Here's my diagram. The top drawing shows how the memory is organized now. Notice that the D0-D7 lines are split up evenly between the two chips. This is how they combine the two smaller chips into one big 'chip'.
The bottom diagram shows an example (using a different chip than I mentioned above) of how I could integrate a larger memory chip utilizing all 8 bits at once into something much larger.



So, that's about it so far. I'm starting work in Fritzing, going to have to add my own components in and such, and I'm still researching memory options. I'll post some WIP schematics soon!

Votrax Type 'n Talk


Well, I have decided that I'm going to be building a Votrax Type 'n Talk from scratch. Well, aside from the Votrax SC-01 chip, that is.

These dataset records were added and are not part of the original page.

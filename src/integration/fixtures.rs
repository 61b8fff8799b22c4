//! Test fixtures for integration tests
//!
//! Provides a throwaway HTTP subtitle source and stand-in ffmpeg/alass
//! binaries so the sync pipeline can run without the real tools.

use axum::{routing::get, Router};
use std::path::{Path, PathBuf};

/// One-cue SubRip document
pub const SAMPLE_SRT: &str = "1\n00:00:01,000 --> 00:00:03,000\nHello\n";

/// WebVTT document as typically served by subtitle providers
pub const SAMPLE_VTT: &str =
    "WEBVTT\n\n00:00:01.000 --> 00:00:03.000\nHello\n\n00:00:04.000 --> 00:00:06.000\nWorld\n";

/// Serve `body` at `/sub.srt` and `/sub.vtt` on an ephemeral port.
/// Returns the base URL.
pub async fn serve_static(body: &'static str) -> String {
    let app = Router::new()
        .route("/sub.srt", get(move || async move { body }))
        .route("/sub.vtt", get(move || async move { body }));

    let listener = tokio::net::TcpListener::bind("127.0.0.1:0").await.unwrap();
    let addr = listener.local_addr().unwrap();
    tokio::spawn(async move {
        axum::serve(listener, app).await.unwrap();
    });
    format!("http://{}", addr)
}

/// Shell-script stand-ins for ffmpeg and alass.
///
/// The fake ffmpeg writes a placeholder to its last argument. The fake alass
/// copies its input to its output with the first cue moved from 1s to 2s,
/// and appends a line to a run log on every invocation.
#[cfg(unix)]
pub struct FakeTools {
    dir: tempfile::TempDir,
}

#[cfg(unix)]
impl FakeTools {
    pub fn new() -> Self {
        let dir = tempfile::tempdir().unwrap();
        let runs = dir.path().join("alass.runs");

        write_script(
            &dir.path().join("ffmpeg"),
            "#!/bin/sh\nfor last; do :; done\nprintf 'RIFF' > \"$last\"\n",
        );
        write_script(
            &dir.path().join("alass"),
            &format!(
                "#!/bin/sh\necho run >> '{}'\nsed 's/00:00:01,000/00:00:02,000/' \"$2\" > \"$3\"\n",
                runs.display()
            ),
        );
        write_script(&dir.path().join("failing"), "#!/bin/sh\nexit 1\n");
        write_script(&dir.path().join("slow"), "#!/bin/sh\nexec sleep 30\n");
        Self { dir }
    }

    pub fn ffmpeg(&self) -> PathBuf {
        self.dir.path().join("ffmpeg")
    }

    pub fn alass(&self) -> PathBuf {
        self.dir.path().join("alass")
    }

    /// Exits non-zero without producing output
    pub fn failing(&self) -> PathBuf {
        self.dir.path().join("failing")
    }

    /// Never finishes on its own
    pub fn slow(&self) -> PathBuf {
        self.dir.path().join("slow")
    }

    /// Number of times the fake alass has run
    pub fn alass_runs(&self) -> usize {
        std::fs::read_to_string(self.dir.path().join("alass.runs"))
            .map(|s| s.lines().count())
            .unwrap_or(0)
    }
}

#[cfg(unix)]
fn write_script(path: &Path, body: &str) {
    use std::os::unix::fs::PermissionsExt;

    std::fs::write(path, body).unwrap();
    std::fs::set_permissions(path, std::fs::Permissions::from_mode(0o755)).unwrap();
}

I used to play with one of these a long time ago; my dad bought one and I would play with it at an old IBM computer, sending it text and making it say things. They're fun boxes, and they are (relatively) good at reproducing speech. They were made by a company called Votrax, which was a division of Federal Screw Works, in Detroit, MI. There's a lot more on their history on Wikipedia, so if you'd like to learn more about the company and the various products they produced, as well as how their voice synthesis works, check out that article.

The synthesizer is a basic design, uses a simple Motorola 6802 CPU with a 4K ROM and 8192 Bits of memory.
A really awesome guy has taken several Votrax products and de-potted the ROM/CPU, dumped out the ROM and completely traced out the schematic on the board. His website is here: http://www.kevtris.org/Projects/votraxtnt/index.html

Basically, my project is to take the schematic, and build a smaller, more modern version of the Type 'n Talk. Mine will have the same volume/frequency knobs, the same ROM, will operate the same way, with some improvements. Particularly, the updated version I'm building will have a USB port instead of a DB-25 serial, will do away with the baud rate switches (not necessary if I'm handling that internally) and will have a better power supply. Also, it'll have a smaller box, and more speaker outputs.
The difficult part is that the ROM has code in it that takes incoming ASCII text, interprets words into phoneme data, and feeds that into the SC-01 chip. The SC-01 is the actual Votrax chip that generates the speech from phonemes.


SO. I have the schematic, a list of parts, an SC-01, time, and the internet. LETS DO THIS.